The HEMCO emissions component contains utility functions and linked-list objects to save diagnostic output (time-averaged or instantaneous) as well as end-of-run restart information to netCDF files. In v10-01, this feature is used only for emissions-related data. The GEOS-Chem Support Team is currently leveraging HEMCO’s I/O capabilities to replace all binary punch input/output with netCDF within GEOS-Chem v11-01. This work has started in v11-01f and will continue into future internal versions.

Migrating to netCDF format will bring the following benefits:

  1. Using HEMCO’s diagnostic archival functions will ensure that all quantities will be archived consistently throughout GEOS-Chem.
  2. Use of netCDF output will facilitate further GEOS-Chem High Performance development since binary files cannot be written efficiently in high-performance computing (HPC) environments.
  3. GEOS-Chem users will have more options for visualizing GEOS-Chem output since many free and open-source software packages (e.g. Python tools) are compatible with netCDF format.

This work will be done in four phases:

Phase Description Version Status
Phase 1
  • Change default input and output GEOS-Chem tracer restart files from binary punch to netCDF format for all simulations except mercury.
  • If performing a full chemistry simulation, include species concentrations in the output netCDF restart file in units of [mol/mol] along with advected tracer concentrations.
  • Include option to enable input and output binary punch restart files with BPCH_RST_IN=y and BPCH_RST_OUT=y.
v11-01f 1-month benchmark:
Approved 29 Mar 2016

1-year benchmark:
Approved 16 Apr 2016

Phase 2
  • Change default input and output GEOS-Chem tracer restart files from binary punch to netCDF format for the mercury simulation.
  • Ocean mercury restart data will be included in the output netCDF restart file along with advected tracer concentrations.
  • Remove option to enable input and output binary punch restart files with BPCH_RST_IN=y and BPCH_RST_OUT=y.
v11-01g 1-month benchmark:
Approved 14 Sep 2016

1-year benchmark:
Approved 28 Sep 2016

Phase 3a
  • Change default GEOS-Chem diagnostic output file from binary punch to netCDF format.
  • Include option to enable output binary punch diagnostic files with BPCH_DIAG=y.
TBD In Development
Phase 3b
  • Move PSC_RESTART variable from HEMCO restart file to GEOS-Chem restart file.
  • Apply restart file updates to eliminate differences between single and multi-segmented GEOS-Chem runs:
    • Archive fields DRY_TOTN, WET_TOTN, H2O2s, SO2s, and HSAVE_FOR_KPP as restart file variables.
    • Additional code updates as needed.
TBD In the pipeline
Phase 3c
  • Change default input and output GTMM restart files from binary punch to netCDF format for the mercury simulation.
TBD In the pipeline
Phase 3d
  • Change default input and output BC files from binary punch to netCDF format for the nested grid simulations.
TBD In the pipeline
Phase 4
  • Remove all binary punch format input/output capabilities from GEOS-Chem.

NOTE: This will not be done until all benchmarking utility tools are updated to work with GEOS-Chem netCDF diagnostic output.

TBD In the pipeline

In order to facilitate testing, there will be a transition period in which both "binary punch" and netCDF diagnostic output formats will be available.
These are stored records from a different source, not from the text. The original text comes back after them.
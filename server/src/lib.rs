use std::sync::Arc;

use axum::{
    routing::{get, post},
    Router,
};
use chatbot::{ChatController, ChatMode, Config};
use shared::{client::INFO_ROUTE, client::SESSIONS_ROUTE, InfoResponse};

pub use crate::sessions::SessionStore;

pub mod rpc;
pub mod sessions;

pub const TITLE: &str = "AI Chatbot";

#[derive(Clone)]
pub struct AppState {
    pub controller: ChatController,
    pub sessions: SessionStore,
    pub info: Arc<InfoResponse>,
}

impl AppState {
    pub fn new(controller: ChatController, info: InfoResponse) -> Self {
        Self {
            controller,
            sessions: SessionStore::default(),
            info: Arc::new(info),
        }
    }
}

/// What the About panel shows for `config`.
pub fn info_for(config: &Config) -> InfoResponse {
    let description = match config.mode {
        ChatMode::Gemini => "This chatbot uses Google's Gemini model to generate responses.".to_owned(),
        ChatMode::Retrieval => format!(
            "This chatbot answers with Groq using passages retrieved from {}.",
            config.corpus.url
        ),
    };

    // Retrieval answers come from the corpus, so it doubles as the dataset.
    let dataset_url = config.dataset_url.clone().or_else(|| match config.mode {
        ChatMode::Gemini => None,
        ChatMode::Retrieval => Some(config.corpus.url.clone()),
    });

    InfoResponse {
        mode: config.mode.as_str().to_owned(),
        model: config.active_model().to_owned(),
        title: TITLE.to_owned(),
        description,
        dataset_url,
    }
}

/// The JSON API. Static files and middleware are added by the binary.
pub fn api(state: AppState) -> Router {
    Router::new()
        .route(INFO_ROUTE, get(rpc::info))
        .route(SESSIONS_ROUTE, post(rpc::create_session))
        .route(
            "/api/v0/sessions/:slug",
            get(rpc::get_session).delete(rpc::delete_session),
        )
        .route("/api/v0/sessions/:slug/messages", post(rpc::send_message))
        .route("/api/v0/sessions/:slug/reset", post(rpc::reset_session))
        .with_state(state)
}

#[cfg(test)]
mod tests {
    use async_trait::async_trait;
    use axum::{
        body::Body,
        http::{Request, StatusCode},
    };
    use chatbot::{Reply, ResponseFetcher};
    use miette::{miette, Result};
    use serde::de::DeserializeOwned;
    use shared::{ExchangeResponse, SessionResponse, SourceDocument, Turn};
    use tower::ServiceExt;
    use uuid::Uuid;

    use super::*;

    struct Canned;

    #[async_trait]
    impl ResponseFetcher for Canned {
        async fn fetch(&self, prompt: &str, _history: &[Turn]) -> Result<Reply> {
            if prompt == "fail" {
                return Err(miette!("invalid API key"));
            }
            Ok(Reply {
                text: format!("You said {prompt}"),
                sources: vec![SourceDocument {
                    source: "https://docs.example.test/".to_owned(),
                    content: "context".to_owned(),
                }],
            })
        }

        fn model(&self) -> &str {
            "canned"
        }
    }

    fn app() -> Router {
        let controller = ChatController::new(Arc::new(Canned));
        let info = InfoResponse {
            mode: "gemini".to_owned(),
            model: "canned".to_owned(),
            title: TITLE.to_owned(),
            description: "test".to_owned(),
            dataset_url: Some("https://huggingface.co/datasets/example".to_owned()),
        };
        api(AppState::new(controller, info))
    }

    async fn call<T: DeserializeOwned>(
        app: &Router,
        method: &str,
        uri: &str,
        body: Option<serde_json::Value>,
    ) -> (StatusCode, Option<T>) {
        let request = Request::builder()
            .method(method)
            .uri(uri)
            .header("content-type", "application/json")
            .body(match body {
                Some(body) => Body::from(body.to_string()),
                None => Body::empty(),
            })
            .unwrap();

        let response = app.clone().oneshot(request).await.unwrap();
        let status = response.status();
        let bytes = hyper::body::to_bytes(response.into_body()).await.unwrap();
        (status, serde_json::from_slice(&bytes).ok())
    }

    async fn new_session(app: &Router) -> Uuid {
        let (status, session) = call::<SessionResponse>(app, "POST", "/api/v0/sessions", None).await;
        assert_eq!(status, StatusCode::CREATED);
        session.unwrap().slug
    }

    fn message(text: &str) -> Option<serde_json::Value> {
        Some(serde_json::json!({ "message": text }))
    }

    #[tokio::test]
    async fn exchange_then_reset() {
        let app = app();
        let slug = new_session(&app).await;
        let messages = format!("/api/v0/sessions/{slug}/messages");

        let (status, resp) = call::<ExchangeResponse>(&app, "POST", &messages, message("Hello")).await;
        assert_eq!(status, StatusCode::OK);
        let resp = resp.unwrap();
        assert_eq!(
            resp.turns,
            vec![Turn::user("Hello"), Turn::assistant("You said Hello")]
        );
        assert_eq!(resp.sources.len(), 1);

        let (_, resp) = call::<ExchangeResponse>(&app, "POST", &messages, message("Bye")).await;
        assert_eq!(resp.unwrap().turns.len(), 4);

        let (status, resp) = call::<SessionResponse>(
            &app,
            "POST",
            &format!("/api/v0/sessions/{slug}/reset"),
            None,
        )
        .await;
        assert_eq!(status, StatusCode::OK);
        assert!(resp.unwrap().turns.is_empty());

        let (_, resp) =
            call::<SessionResponse>(&app, "GET", &format!("/api/v0/sessions/{slug}"), None).await;
        assert!(resp.unwrap().turns.is_empty());
    }

    #[tokio::test]
    async fn failures_are_recorded_as_turns() {
        let app = app();
        let slug = new_session(&app).await;

        let (status, resp) = call::<ExchangeResponse>(
            &app,
            "POST",
            &format!("/api/v0/sessions/{slug}/messages"),
            message("fail"),
        )
        .await;

        assert_eq!(status, StatusCode::OK);
        let resp = resp.unwrap();
        assert_eq!(
            resp.turns,
            vec![
                Turn::user("fail"),
                Turn::assistant("An error occurred: invalid API key")
            ]
        );
        assert!(resp.sources.is_empty());
    }

    #[tokio::test]
    async fn blank_message_changes_nothing() {
        let app = app();
        let slug = new_session(&app).await;

        let (status, resp) = call::<ExchangeResponse>(
            &app,
            "POST",
            &format!("/api/v0/sessions/{slug}/messages"),
            message("   "),
        )
        .await;

        assert_eq!(status, StatusCode::OK);
        assert!(resp.unwrap().turns.is_empty());
    }

    #[tokio::test]
    async fn sessions_do_not_share_history() {
        let app = app();
        let a = new_session(&app).await;
        let b = new_session(&app).await;

        call::<ExchangeResponse>(
            &app,
            "POST",
            &format!("/api/v0/sessions/{a}/messages"),
            message("Hello"),
        )
        .await;

        let (_, resp) =
            call::<SessionResponse>(&app, "GET", &format!("/api/v0/sessions/{b}"), None).await;
        assert!(resp.unwrap().turns.is_empty());
    }

    #[tokio::test]
    async fn deleted_sessions_are_gone() {
        let app = app();
        let slug = new_session(&app).await;
        let route = format!("/api/v0/sessions/{slug}");

        let (status, _) = call::<serde_json::Value>(&app, "DELETE", &route, None).await;
        assert_eq!(status, StatusCode::NO_CONTENT);

        let (status, body) = call::<shared::ApiErrorBody>(&app, "GET", &route, None).await;
        assert_eq!(status, StatusCode::NOT_FOUND);
        assert_eq!(body.unwrap().error, format!("session {slug} not found"));

        let (status, _) = call::<serde_json::Value>(&app, "DELETE", &route, None).await;
        assert_eq!(status, StatusCode::NOT_FOUND);
    }

    #[tokio::test]
    async fn info_describes_the_model() {
        let (status, info) = call::<InfoResponse>(&app(), "GET", "/api/v0/info", None).await;

        assert_eq!(status, StatusCode::OK);
        let info = info.unwrap();
        assert_eq!(info.model, "canned");
        assert_eq!(
            info.dataset_url.as_deref(),
            Some("https://huggingface.co/datasets/example")
        );
    }

    #[test]
    fn info_follows_mode() {
        let config = Config::from_lookup(|name| {
            (name == "CHATBOT_MODE").then(|| "retrieval".to_owned())
        })
        .unwrap();

        let info = info_for(&config);
        assert_eq!(info.mode, "retrieval");
        assert_eq!(info.model, chatbot::config::DEFAULT_GROQ_MODEL);
        assert!(info.description.contains(chatbot::config::DEFAULT_CORPUS_URL));
        assert_eq!(
            info.dataset_url.as_deref(),
            Some(chatbot::config::DEFAULT_CORPUS_URL)
        );
    }

    #[test]
    fn dataset_link_is_configurable() {
        let gemini = Config::from_lookup(|_| None).unwrap();
        assert_eq!(info_for(&gemini).dataset_url, None);

        let linked = Config::from_lookup(|name| {
            (name == "DATASET_URL").then(|| "https://huggingface.co/datasets/example".to_owned())
        })
        .unwrap();
        assert_eq!(
            info_for(&linked).dataset_url.as_deref(),
            Some("https://huggingface.co/datasets/example")
        );
    }
}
For the time being, the default option will be to write out diagnostics to binary output (i.e. BPCH_DIAG=yes) and read/write restart files in netCDF. To select netCDF diagnostic output you can compile GEOS-Chem with the NC_DIAG=yes option, but note that the netCDF diagnostics are still in development and have not been properly validated.

Viewing and manipulating netCDF files

There are many free and open-source software packages readily available for visualizing and manipulating netCDF files. These tools will reduce the need for the GEOS-Chem user community to rely on IDL (and GAMAP), which can be prohibitively expensive for some user groups. Some recommend tools are listed below.
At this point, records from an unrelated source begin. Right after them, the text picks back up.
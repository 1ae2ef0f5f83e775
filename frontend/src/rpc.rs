use gloo_net::http::{Method as HttpMethod, Request};
use shared::client::{ChatClient, ClientTransport, Method};

/// Prefix for API routes; empty when the server also hosts this page.
const API_BASE: &str = match option_env!("CHATBOT_API_BASE") {
    Some(base) => base,
    None => "",
};

pub struct Client;

pub fn client() -> ChatClient<Client> {
    ChatClient::new(Client)
}

impl ClientTransport for Client {
    type Error = gloo_net::Error;

    async fn send_request(
        &self,
        method: Method,
        route: &str,
        body: Option<serde_json::Value>,
    ) -> Result<Result<serde_json::Value, serde_json::Value>, Self::Error> {
        let method = match method {
            Method::Get => HttpMethod::GET,
            Method::Post => HttpMethod::POST,
            Method::Delete => HttpMethod::DELETE,
        };

        let url = format!("{API_BASE}{route}");
        let req = if let Some(body) = body {
            Request::new(&url).method(method).json(&body)?
        } else {
            Request::new(&url).method(method)
        };

        let resp = req.send().await?;
        let status = resp.status();
        if status == 204 {
            return Ok(Ok(serde_json::Value::Null));
        }
        let json = resp.json().await?;

        if (200..300).contains(&status) {
            Ok(Ok(json))
        } else {
            Ok(Err(json))
        }
    }
}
1. ncdump: This command-line tool generates a text representation of netCDF data and can be used to quickly view the variables contained in a netCDF file. For example:
     # Display header information (dimensions, variables, attributes) only
     ncdump -h GEOSChem_restart.201308010000 | less	

     # Display header information followed by data values for variable(s) specified
     ncdump -v SPC_NO GEOSChem_restart.201308010000 | less
2. ncview: Visualization package for netCDF files, recommended for a quick and easy look at netCDF files.
3. Panoply: Data viewer for netCDF files. This package offers an alternative to ncview. From our experience, Panoply works nicely when installed on the desktop, but is slow to respond in the Linux environment.
4. NCO and CDO: Command-line tools for manipulating and analyzing netCDF files.
5. Other programming languages may be used for viewing or manipulating netCDF files, including but not limited to:

Some of the tools listed above, such as ncdump and ncview, may come pre-installed on your system. Others like NCO, CDO, and Panoply may need to be installed or loaded (e.g. via the module load command). Check with your system administrator or IT staff to see what is available on your system.

--Melissa Sulprizio (talk) 15:58, 17 January 2017 (UTC)

Regridding netCDF restart files

The same netCDF tools listed above can also be used to regrid netCDF restart files produced by GEOS-Chem.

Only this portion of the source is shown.